■ **Exercise aim**:
The answer must be every line of the records in which the string "when" appears.

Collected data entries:

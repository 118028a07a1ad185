//! MySQL capability policy and foreign key corrections.
//!
//! InnoDB requires an index on the local columns of every foreign key and
//! silently creates one, named after the constraint, when none exists.
//! Dropping an index such a constraint relies on fails, and changing the
//! type of a constrained column is only checked when the constraint is
//! created. Both are handled by dropping the affected foreign keys before
//! the batch and adding them back after it.

use super::{
    can_fill_existing_rows, recreate_foreign_keys, CorrectionRule, Corrections, Dialect, TablePair,
};
use crate::change::Change;
use crate::model::{Index, Table};
use crate::names::NameMatch;

/// MySQL / MariaDB.
#[derive(Debug, Clone, Copy, Default)]
pub struct MySqlDialect;

impl MySqlDialect {
    /// Creates a new MySQL dialect.
    #[must_use]
    pub const fn new() -> Self {
        Self
    }
}

impl Dialect for MySqlDialect {
    fn name(&self) -> &'static str {
        "mysql"
    }

    fn is_supported(&self, _intermediate: &Table, change: &Change) -> bool {
        match change {
            // ADD COLUMN ... FIRST / AFTER places the column anywhere.
            Change::AddColumn(c) => can_fill_existing_rows(&c.column),
            Change::AddTable(_) | Change::RemoveTable(_) => false,
            _ => true,
        }
    }

    fn is_internal_index(&self, table: &Table, index: &Index) -> bool {
        // Identifiers are matched case-insensitively, as MySQL does for
        // index and constraint names.
        let names = NameMatch::CaseInsensitive;
        let Some(name) = index.name.as_deref() else {
            return false;
        };
        if names.matches(name, "PRIMARY") {
            return true;
        }
        table.foreign_keys.iter().any(|fk| {
            fk.name.as_deref().is_some_and(|n| names.matches(n, name))
                && fk.references.len() <= index.columns.len()
                && fk
                    .local_columns()
                    .zip(&index.columns)
                    .all(|(local, col)| names.matches(local, col))
        })
    }

    fn correction_rules(&self) -> &'static [CorrectionRule] {
        &[
            recreate_foreign_keys_around_dropped_indexes,
            recreate_foreign_keys_of_retyped_columns,
        ]
    }
}

/// Drops and re-adds every surviving foreign key whose local columns
/// overlap a dropped index.
fn recreate_foreign_keys_around_dropped_indexes(
    pair: &TablePair<'_>,
    changes: &[Change],
) -> Corrections {
    let dropped: Vec<&str> = changes
        .iter()
        .filter_map(|c| match c {
            Change::RemoveIndex(r) => Some(r.index.columns.iter().map(String::as_str)),
            _ => None,
        })
        .flatten()
        .collect();
    if dropped.is_empty() {
        return Corrections::default();
    }
    recreate_foreign_keys(pair, |fk| {
        dropped.iter().any(|c| fk.uses_local_column(c, pair.names))
    })
}

/// Drops and re-adds every surviving foreign key over a column whose type
/// code changes. A size-only change keeps the constraint.
fn recreate_foreign_keys_of_retyped_columns(
    pair: &TablePair<'_>,
    changes: &[Change],
) -> Corrections {
    let retyped: Vec<&str> = changes
        .iter()
        .filter_map(|c| match c {
            Change::ColumnDefinitionChange(d) if d.old.type_changed(&d.new) => {
                Some(d.new.name.as_str())
            }
            _ => None,
        })
        .collect();
    if retyped.is_empty() {
        return Corrections::default();
    }
    recreate_foreign_keys(pair, |fk| {
        retyped.iter().any(|c| fk.uses_local_column(c, pair.names))
    })
}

■ **Answer box**:
//! silently creates one, named after the constraint, when none exists.
//! type of a constrained column is only checked when the constraint is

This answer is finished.